In 2005, United announced that service levels on major United Express routes would be upgraded to a new product called explus. Routes with explus service offer First Class seats and meal service on larger, 70-seat Embraer 170s and 66-seat Bombardier CRJ700s. Expanding the traditional regional partner role, United started to use the airplanes configured with explus amenities instead of, or alongside with, mainline jets on routes linking large cities, such as Chicago to Houston.

United announced a new Express focus city in San Antonio in 2006, but the experiment was short-lived. Trans States was the carrier operating the San Antonio operation.

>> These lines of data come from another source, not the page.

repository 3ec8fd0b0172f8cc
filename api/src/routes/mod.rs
pub mod health_route;
pub mod reports;
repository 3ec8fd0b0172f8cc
pub mod response_envelope;
//! Best-upgrade-per-slot derivation for droptimizer simulation reports.
//!
//! Pipeline: [`gate`] → [`codec`] → [`metadata`] → [`aggregate`] → [`ranker`].
//! Everything here is synchronous and pure; fetching a report is left to the
//! caller.

pub mod aggregate;
pub mod codec;
pub mod display;
mod errors;
pub mod gate;
pub mod metadata;
pub mod ranker;
pub mod report;
pub mod slots;
pub mod telemetry;

pub use aggregate::RecommendationEntry;
pub use errors::{EngineConfigError, EngineError, EngineResult};
pub use ranker::SortMode;
pub use report::DroptimizerReport;
pub use slots::{Slot, SlotLayout};

use serde_json::Value;
use tracing::{debug, instrument, trace};

use crate::{
    aggregate::{Candidate, group_by_slot, select_winners},
    gate::Admission,
    metadata::MetadataLibrary,
};

/// Decodes and resolves every profileset result of `report`.
///
/// Results whose names do not decode are dropped. Returns the candidates and
/// the number of dropped results.
pub fn resolve_candidates(report: &DroptimizerReport) -> (Vec<Candidate>, usize) {
    let library = MetadataLibrary::new(report.item_library());
    let mut skipped = 0;

    let candidates = report
        .results()
        .iter()
        .filter_map(|result| match codec::decode(&result.name) {
            Some(descriptor) => {
                let resolution = library.resolve(&descriptor);
                Some(Candidate {
                    descriptor,
                    resolution,
                    mean: result.mean,
                })
            }
            None => {
                trace!(name = %result.name, "skipping result with undecodable name");
                skipped += 1;
                None
            }
        })
        .collect();

    (candidates, skipped)
}

/// Output of the expensive part of the pipeline: decoded, grouped and
/// deduplicated winners. Cheap to re-rank with any [`SortMode`].
#[derive(Debug, Clone)]
pub struct Aggregation {
    baseline: f64,
    skipped: usize,
    winners: Vec<RecommendationEntry>,
    layout: SlotLayout,
}

impl Aggregation {
    pub fn build(report: &DroptimizerReport) -> Self {
        Self::build_with_layout(report, SlotLayout::canonical())
    }

    #[instrument(skip_all, fields(results = report.results().len()))]
    pub fn build_with_layout(report: &DroptimizerReport, layout: SlotLayout) -> Self {
        let baseline = report.baseline();
        let (candidates, skipped) = resolve_candidates(report);
        let groups = group_by_slot(candidates);
        let winners = select_winners(&groups, baseline, &layout);

        debug!(
            baseline,
            skipped,
            slots = groups.len(),
            winners = winners.len(),
            "report aggregated"
        );

        Self {
            baseline,
            skipped,
            winners,
            layout,
        }
    }

    pub fn baseline(&self) -> f64 {
        self.baseline
    }

    /// Number of results dropped because their names did not decode.
    pub fn skipped(&self) -> usize {
        self.skipped
    }

    /// Per-slot winners in first-seen slot order.
    pub fn winners(&self) -> &[RecommendationEntry] {
        &self.winners
    }

    /// Winners ordered by `mode`. Does not touch decoding or grouping.
    pub fn ranked(&self, mode: SortMode) -> EngineResult<Vec<RecommendationEntry>> {
        ranker::rank(&self.winners, mode, &self.layout)
    }
}

/// Runs the whole pipeline on an already admitted report.
pub fn process(report: &DroptimizerReport, mode: SortMode) -> EngineResult<Vec<RecommendationEntry>> {
    Aggregation::build(report).ranked(mode)
}

/// What a raw document turned into.
#[derive(Debug, Clone)]
pub enum Outcome {
    Ranked(Vec<RecommendationEntry>),
    /// The document is not a droptimizer report; nothing was processed.
    WrongReportType { sim_type: Option<String> },
}

/// Gates a raw JSON document and, if accepted, runs the pipeline.
pub fn process_document(doc: Value, mode: SortMode) -> EngineResult<Outcome> {
    match gate::admit(doc)? {
        Admission::Accepted(report) => Ok(Outcome::Ranked(process(&report, mode)?)),
        Admission::WrongReportType { sim_type } => Ok(Outcome::WrongReportType { sim_type }),
    }
}
//! POST /reports/analyze — runs the pipeline on an uploaded report document.

use axum::{Json, extract::Query};
use serde_json::Value;
use upgrade_engine::{
    Aggregation,
    gate::{self, Admission},
};

use crate::{
    core::http::response_envelope::ApiResponse,
    error_handler::{AppError, AppResult},
    routes::reports::{report_query::ReportQuery, report_response::ReportView},
};

/// Handler: POST /reports/analyze?sort=dps|slot|boss
///
/// The body is the report's `data.json`. Nothing is fetched or cached.
///
/// # Example
/// ```bash
/// curl -X POST 'http://127.0.0.1:8080/reports/analyze?sort=slot' \
///   -H 'content-type: application/json' \
///   --data-binary @data.json
/// ```
pub async fn analyze_report(
    query: Result<Query<ReportQuery>, axum::extract::rejection::QueryRejection>,
    Json(doc): Json<Value>,
) -> AppResult<Json<ApiResponse<ReportView>>> {
    let Query(query) = query.map_err(AppError::from)?;
    let sort = query.sort_mode()?;

    let view = match gate::admit(doc)? {
        Admission::WrongReportType { sim_type } => ReportView::wrong_report_type(sim_type),
        Admission::Accepted(report) => ReportView::ranked(None, sort, &Aggregation::build(&report))?,
    };

    Ok(Json(ApiResponse::success(view)))
}
use std::sync::Arc;

use axum::{
    Json,
    extract::{Path, Query, State},
};
use raidbots_client::ReportId;
use tracing::{debug, info};
use upgrade_engine::{
    Aggregation,
    gate::{self, Admission},
};

use crate::{
    core::{app_state::AppState, http::response_envelope::ApiResponse},
    error_handler::{AppError, AppResult},
    routes::reports::{report_query::ReportQuery, report_response::ReportView},
};

/// GET /reports/{report}?sort=dps|slot|boss
///
/// `report` is a report hash or an URL-encoded report page URL. The report is
/// downloaded once; later calls with a different `sort` re-rank the cached
/// aggregation.
///
/// # Example
/// ```bash
/// curl 'http://127.0.0.1:8080/reports/jxmyHRqGFghsshiFAeUXn8?sort=boss'
/// ```
pub async fn get_report(
    State(state): State<Arc<AppState>>,
    Path(report): Path<String>,
    query: Result<Query<ReportQuery>, axum::extract::rejection::QueryRejection>,
) -> AppResult<Json<ApiResponse<ReportView>>> {
    let Query(query) = query.map_err(AppError::from)?;
    let sort = query.sort_mode()?;
    let id = ReportId::parse(&report)?;

    let aggregation = match state.reports.get(&id).await {
        Some(hit) => {
            debug!(report = %id, %sort, "report cache hit");
            hit
        }
        None => {
            let doc = state.raidbots.fetch_report(&id).await?;
            match gate::admit(doc)? {
                Admission::WrongReportType { sim_type } => {
                    return Ok(Json(ApiResponse::success(ReportView::wrong_report_type(
                        sim_type,
                    ))));
                }
                Admission::Accepted(report) => {
                    let aggregation = Arc::new(Aggregation::build(&report));
                    state.reports.insert(id.clone(), aggregation.clone()).await;
                    aggregation
                }
            }
        }
    };

    let page_url = state.raidbots.report_page_url(&id);
    let view = ReportView::ranked(Some((id.to_string(), page_url)), sort, &aggregation)?;
    info!(
        report = %id,
        %sort,
        winners = aggregation.winners().len(),
        skipped = aggregation.skipped(),
        "report ranked"
    );

    Ok(Json(ApiResponse::success(view)))
}
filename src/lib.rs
//! Order Parser Library
//!
//! A Rust library for turning fixed-format order report text into structured,
//! JSON-serializable records, driven entirely by a declarative field dictionary.
//!
//! This library provides tools for:
//! - Loading and validating field dictionaries (JSON or YAML)
//! - Splitting report lines into known headers and free text
//! - Accumulating multi-line field values across record separators
//! - Rebuilding embedded tables and location/contact blocks
//! - Classifying records by type and nesting child records under their owners
//! - Collecting non-fatal warnings alongside the parsed output

pub mod config;
pub mod constants;

// Core application modules
pub mod app {
    pub mod models;
    pub mod services {
        pub mod field_dictionary;
        pub mod order_parser;
    }
}

// CLI modules
pub mod cli {
    pub mod args;
    pub mod commands;
}

// Re-export commonly used types
pub use app::models::{Contact, DictionaryDefinition, FieldValue, Meta, StructuredRecord};
pub use app::services::field_dictionary::FieldDictionary;
pub use app::services::order_parser::{OrderParser, ParseResult, ParseStats};
pub use config::Config;

/// Result type alias for the order parser
pub type Result<T> = std::result::Result<T, Error>;

/// Error types for dictionary loading and report parsing
#[derive(thiserror::Error, Debug)]
pub enum Error {
    /// I/O operation failed
    #[error("I/O error: {message}")]
    Io {
        message: String,
        #[source]
        source: std::io::Error,
    },

    /// Configuration error
    #[error("Configuration error: {message}")]
    Configuration { message: String },

    /// Dictionary file could not be decoded
    #[error("Dictionary format error in '{source_name}': {message}")]
    DictionaryFormat {
        source_name: String,
        message: String,
    },

    /// Processor kind named in the dictionary does not exist
    #[error("Unknown processor '{kind}' declared for header '{header}'")]
    UnknownProcessor { kind: String, header: String },

    /// Processor declared without one of its required options
    #[error("Processor '{processor}' for header '{header}' is missing required option '{option}'")]
    MissingOption {
        processor: String,
        header: String,
        option: String,
    },

    /// Processor option present but unusable
    #[error("Processor '{processor}' for header '{header}' has invalid option '{option}': {message}")]
    InvalidOption {
        processor: String,
        header: String,
        option: String,
        message: String,
    },

    /// Record separator pattern did not compile
    #[error("Invalid record separator pattern '{pattern}'")]
    InvalidSeparator {
        pattern: String,
        #[source]
        source: regex::Error,
    },

    /// No captured header identifies a single object type
    #[error("Uncategorizable record ending at line {line}: no single type claims any of {headers:?}")]
    UncategorizableRecord { line: usize, headers: Vec<String> },

    /// Captured headers point at more than one object type
    #[error(
        "Ambiguous record ending at line {line}: header '{header}' identifies '{conflicting_type}' but record was already classified as '{resolved_type}'"
    )]
    AmbiguousRecord {
        line: usize,
        header: String,
        resolved_type: String,
        conflicting_type: String,
    },

    /// Table row lines are not a whole multiple of the column count
    #[error(
        "Malformed table under '{header}': {line_count} lines is not a multiple of {num_columns} columns"
    )]
    MalformedTable {
        header: String,
        line_count: usize,
        num_columns: usize,
    },

    /// Header is not declared for the type a record was classified as
    #[error("Type '{type_name}' declares no field for header '{header}'")]
    FieldLookup { type_name: String, header: String },

    /// Type name not present in the dictionary
    #[error("Unknown object type: {type_name}")]
    UnknownType { type_name: String },

    /// Ownership array collides with an existing non-array field on the owner
    #[error("Cannot nest children under '{field}': owner already holds a non-record value there")]
    NestingConflict { field: String },

    /// JSON serialization or deserialization failed
    #[error("JSON error: {message}")]
    Json {
        message: String,
        #[source]
        source: serde_json::Error,
    },
}

impl Error {
    /// Create an I/O error with context
    pub fn io(message: impl Into<String>, source: std::io::Error) -> Self {
        Self::Io {
            message: message.into(),
            source,
        }
    }

    /// Create a configuration error
    pub fn configuration(message: impl Into<String>) -> Self {
        Self::Configuration {
            message: message.into(),
        }
    }

    /// Create a dictionary format error
    pub fn dictionary_format(source_name: impl Into<String>, message: impl Into<String>) -> Self {
        Self::DictionaryFormat {
            source_name: source_name.into(),
            message: message.into(),
        }
    }

    /// Create an unknown processor error
    pub fn unknown_processor(kind: impl Into<String>, header: impl Into<String>) -> Self {
        Self::UnknownProcessor {
            kind: kind.into(),
            header: header.into(),
        }
    }

    /// Create a missing processor option error
    pub fn missing_option(
        processor: impl Into<String>,
        header: impl Into<String>,
        option: impl Into<String>,
    ) -> Self {
        Self::MissingOption {
            processor: processor.into(),
            header: header.into(),
            option: option.into(),
        }
    }

    /// Create an invalid processor option error
    pub fn invalid_option(
        processor: impl Into<String>,
        header: impl Into<String>,
        option: impl Into<String>,
        message: impl Into<String>,
    ) -> Self {
        Self::InvalidOption {
            processor: processor.into(),
            header: header.into(),
            option: option.into(),
            message: message.into(),
        }
    }

    /// Create an invalid record separator error
    pub fn invalid_separator(pattern: impl Into<String>, source: regex::Error) -> Self {
        Self::InvalidSeparator {
            pattern: pattern.into(),
            source,
        }
    }

    /// Create a malformed table error
    pub fn malformed_table(header: impl Into<String>, line_count: usize, num_columns: usize) -> Self {
        Self::MalformedTable {
            header: header.into(),
            line_count,
            num_columns,
        }
    }

    /// Create a field lookup error
    pub fn field_lookup(type_name: impl Into<String>, header: impl Into<String>) -> Self {
        Self::FieldLookup {
            type_name: type_name.into(),
            header: header.into(),
        }
    }

    /// Create an unknown type error
    pub fn unknown_type(type_name: impl Into<String>) -> Self {
        Self::UnknownType {
            type_name: type_name.into(),
        }
    }

    /// Whether the error was raised while loading a dictionary or configuration
    pub fn is_configuration(&self) -> bool {
        matches!(
            self,
            Self::Configuration { .. }
                | Self::DictionaryFormat { .. }
                | Self::UnknownProcessor { .. }
                | Self::MissingOption { .. }
                | Self::InvalidOption { .. }
                | Self::InvalidSeparator { .. }
        )
    }
}

// Automatic conversions from common error types
impl From<std::io::Error> for Error {
    fn from(error: std::io::Error) -> Self {
        Self::Io {
            message: "I/O operation failed".to_string(),
            source: error,
        }
    }
}

impl From<serde_json::Error> for Error {
    fn from(error: serde_json::Error) -> Self {
        Self::Json {
            message: error.to_string(),
            source: error,
        }
    }
}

United decided to cancel Dash 8 and CRJ200 service with Mesa Airlines in November 2009. On November 16, 2009, it was announced that ExpressJet would begin operating Embraer ERJ 145s beginning in the spring of 2010. Mesa Airlines continued service using CRJ700 regional jets and added the Embraer 175 in 2015.

All Continental Express and Continental Connection service officially merged into United Express in late 2010, including that of Cape Air, which was operating as Continental Connection on behalf of Continental Micronesia in Guam. Silver Airways was also a Continental Connection carrier that converted to United Express using turbo prop aircraft. Silver operated throughout Florida, as well as routes from Washington Dulles Airport; however, their affiliation as United Express ended in 2013.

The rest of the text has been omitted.